Grain News

Jeff Broin Interview: As Industry Consolidates, POET Looks for Opportunities to Add Capacity

Date Posted: September 20, 2007

by Myke Feinman, BioFuels Journal Editor

Portland, IN--Jeff Broin, POET president and CEO, said the Sioux Falls, SD-based ethanol producer is looking at opportunities to purchase existing ethanol plants.

Broin told BioFuels Journal on Sept. 14 he feels as the industry matures, it is moving toward consolidation.

POET celebrated the grand opening of its latest plant, POET Biorefinery, Portland, IN, Sept. 14 with an open-house attended by approximately 3,000 local citizens and dignitaries.

With the opening of the Portland plant, POET is now the largest producer of ethanol in the world at 1.1 billion gallons per year.

The company operates 21 plants across the Midwest.

The new 65 million gallon per year (MMGY) plant represents the 27th constructed by POET since the company was founded 20 years ago.

Consolidation Opportunities

"A couple of opportunities have surfaced to purchase plants," Broin said, "but we haven't finalized any deals yet. If the opportunity presents itself to purchase the right plant, we'd be interested."

He mentioned that sometimes a plant in operation may wish to sell to a larger company for a number of reasons, such as financial issues.

However, sometimes locally-owned plants choose to sell to a corporation that precludes retention of ownership on a local level.
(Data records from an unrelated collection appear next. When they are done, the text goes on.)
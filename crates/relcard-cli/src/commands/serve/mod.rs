//! HTTP endpoint serving generated cards.
//!
//! ## Protocol
//!
//! - `GET /api/generateImage?text=v1.2.3&width=1200&height=600&seed=42`
//!   returns the encoded image (`GET /` is an alias)
//! - Invalid parameters return `400` with a message such as `Invalid fontFamily`
//! - Generation failures return `500 Error generating image`; timeouts `503`
//!
//! Every response closes its connection. Fonts are loaded once at startup
//! and shared read-only between requests.

mod handler;
mod http;


use std::process::ExitCode;
use std::sync::Arc;

use anyhow::{Context, Result};
use colored::Colorize;
use relcard_render::FontStack;
use tokio::io::AsyncWriteExt;
use tokio::net::{TcpListener, TcpStream};
use tokio::sync::broadcast;

use crate::config::ServerConfig;

pub use handler::{handle_request, AppState, GENERATE_PATH};
pub use http::{read_head, Request, Response};

/// Run the server until Ctrl+C.
///
/// # Returns
/// Exit code: 0 on clean shutdown
pub fn run(config: ServerConfig) -> Result<ExitCode> {
    let rt = tokio::runtime::Builder::new_current_thread()
        .enable_all()
        .build()
        .context("Failed to create tokio runtime")?;

    rt.block_on(async move { run_server(config).await })
}

async fn run_server(config: ServerConfig) -> Result<ExitCode> {
    let addr = config.bind_address();
    let listener = TcpListener::bind(&addr)
        .await
        .with_context(|| format!("Failed to bind to {}", addr))?;

    let fonts = FontStack::preloaded(&config.fonts_dir);
    let state = Arc::new(AppState::new(fonts, &config));

    eprintln!(
        "{} http://{}{}",
        "Listening on".green().bold(),
        addr,
        GENERATE_PATH
    );
    eprintln!("Press Ctrl+C to shutdown");

    let (shutdown_tx, shutdown_rx) = broadcast::channel::<()>(1);
    tokio::spawn(async move {
        if let Ok(()) = tokio::signal::ctrl_c().await {
            eprintln!("\nShutting down...");
            let _ = shutdown_tx.send(());
        }
    });

    serve(listener, state, shutdown_rx).await;
    eprintln!("Server shutdown complete");
    Ok(ExitCode::SUCCESS)
}

/// Accept connections until `shutdown` fires, one task per connection.
pub async fn serve(listener: TcpListener, state: Arc<AppState>, mut shutdown: broadcast::Receiver<()>) {
    loop {
        tokio::select! {
            accept_result = listener.accept() => {
                match accept_result {
                    Ok((stream, peer_addr)) => {
                        log::debug!("connection from {}", peer_addr);
                        tokio::spawn(handle_connection(stream, Arc::clone(&state)));
                    }
                    Err(e) => {
                        log::warn!("accept error: {}", e);
                    }
                }
            }
            _ = shutdown.recv() => break,
        }
    }
}

async fn handle_connection(mut stream: TcpStream, state: Arc<AppState>) {
    let response = match read_head(&mut stream).await {
        Ok(Some(head)) => match Request::parse(&head) {
            Some(request) => {
                log::info!("{} {}", request.method, request.path);
                handle_request(&request, &state).await
            }
            None => Response::text(400, "Bad request"),
        },
        Ok(None) => return,
        Err(e) => {
            log::debug!("read error: {}", e);
            return;
        }
    };

    if let Err(e) = stream.write_all(&response.to_bytes()).await {
        log::debug!("write error: {}", e);
        return;
    }
    let _ = stream.shutdown().await;
}
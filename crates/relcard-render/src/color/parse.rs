//! CSS color string parsing.
//!
//! Everything `csscolorparser` understands is accepted: hex, named colors,
//! `rgb()`, `hsl()`, `hwb()`, `lab()`, `lch()`, `oklab()` and `oklch()`.

/// A parsed color as gamma-encoded sRGB plus alpha.
///
/// Channels are not clamped; wide-gamut inputs may fall slightly outside
/// [0, 1] and are brought into gamut when converted for drawing.
#[derive(Debug, Clone, Copy, PartialEq)]
pub struct CssColor {
    pub r: f64,
    pub g: f64,
    pub b: f64,
    pub alpha: f64,
}

/// Parse a CSS color string. Returns `None` for anything unrecognized.
pub fn parse_css_color(input: &str) -> Option<CssColor> {
    let trimmed = input.trim();
    if trimmed.is_empty() {
        return None;
    }

    match csscolorparser::parse(trimmed) {
        Ok(color) => Some(CssColor {
            r: f64::from(color.r),
            g: f64::from(color.g),
            b: f64::from(color.b),
            alpha: f64::from(color.a).clamp(0.0, 1.0),
        }),
        Err(e) => {
            log::debug!("unrecognized color {:?}: {}", trimmed, e);
            None
        }
    }
}

#[cfg(test)]
mod tests {
    use super::*;

    fn srgb8(color: CssColor) -> [u8; 4] {
        [color.r, color.g, color.b, color.alpha].map(|v| (v.clamp(0.0, 1.0) * 255.0).round() as u8)
    }

    #[test]
    fn test_hex_forms() {
        assert_eq!(srgb8(parse_css_color("#f00").unwrap()), [255, 0, 0, 255]);
        assert_eq!(srgb8(parse_css_color("#0f08").unwrap()), [0, 255, 0, 136]);
        assert_eq!(srgb8(parse_css_color("#336699").unwrap()), [51, 102, 153, 255]);
        assert_eq!(srgb8(parse_css_color("#33669980").unwrap()), [51, 102, 153, 128]);
        assert!(parse_css_color("#12345").is_none());
        assert!(parse_css_color("#gg0000").is_none());
    }

    #[test]
    fn test_rgb_functions() {
        assert_eq!(srgb8(parse_css_color("rgb(10, 20, 30)").unwrap()), [10, 20, 30, 255]);
        assert_eq!(srgb8(parse_css_color("rgba(10,20,30,0.5)").unwrap()), [10, 20, 30, 128]);
        assert_eq!(srgb8(parse_css_color(" rgb(100% 0% 50% / 25%) ").unwrap()), [255, 0, 128, 64]);
        assert!(parse_css_color("rgb(1, 2)").is_none());
    }

    #[test]
    fn test_hsl_function() {
        assert_eq!(srgb8(parse_css_color("hsl(120, 100%, 50%)").unwrap()), [0, 255, 0, 255]);
        assert_eq!(srgb8(parse_css_color("HSL(240deg 100% 50%)").unwrap()), [0, 0, 255, 255]);
    }

    #[test]
    fn test_hwb_function() {
        let [r, g, b, a] = srgb8(parse_css_color("hwb(120 10% 20%)").unwrap());
        assert!(r.abs_diff(26) <= 1 && b.abs_diff(26) <= 1, "{r} {b}");
        assert!(g.abs_diff(204) <= 1, "{g}");
        assert_eq!(a, 255);
    }

    #[test]
    fn test_lab_and_lch_functions() {
        // Both describe a warm orange-brown.
        for input in ["lab(50% 40 59.5)", "lch(52.2% 72.2 50)"] {
            let color = parse_css_color(input).unwrap();
            assert!(color.r > color.g && color.g > color.b, "{input} -> {color:?}");
            assert_eq!(color.alpha, 1.0);
        }
    }

    #[test]
    fn test_oklab_and_oklch_functions() {
        let color = parse_css_color("oklab(0.6 0.1 0.1)").unwrap();
        assert!(color.r > color.g && color.g > color.b, "{color:?}");

        let color = parse_css_color("oklch(0.7 0.12 250 / 0.5)").unwrap();
        assert!(color.b > color.r, "{color:?}");
        assert_eq!(color.alpha, 0.5);
    }

    #[test]
    fn test_named_colors() {
        assert_eq!(srgb8(parse_css_color("RebeccaPurple").unwrap()), [102, 51, 153, 255]);
        assert_eq!(srgb8(parse_css_color("transparent").unwrap()), [0, 0, 0, 0]);
        assert!(parse_css_color("notacolor").is_none());
        assert!(parse_css_color("").is_none());
        assert!(parse_css_color("   ").is_none());
    }
}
By contrast, while POET is looking at acquisitions, Broin noted, the company is willing to negotiate with the plant’s local owners to maintain their stake in the plant.

"Plants also have the option of joining our management team and gaining access to our technology and expertise while retaining ownership," he said.

POET's 21 plants across the Midwest have 10,000 farmer-owners and investors from all walks of life, Broin said.

Not only is local ownership important to POET, but so is helping communities grow.

When POET sites an ethanol plant, Broin said, it first looks at the local grain supply.

"We will not build a facility if we would use more than 55% of the available local corn supply," Broin noted.

Broin said POET works with local communities, local, state and federal government officials to review water availability, access to a Class 1 rail line and close proximity to natural gas supplies.

For example, the Portland plant will be utilizing excess water from an adjacent quarry for its ethanol production, allowing ethanol to be produced without lowering the city's water table.

The Portland plant will use 22 million bushels of corn, produce 178,000 tons of Dakota Gold brand dried distillers grains with solubles (DDGS), and employ 38 to 40 full-time people with a local payroll of $1.8 to $2.1 million.

The plant has rail access to a Norfolk Southern Railroad main line. The $105 million plant took 12 months to construct. It started grinding corn for ethanol production Sept. 18.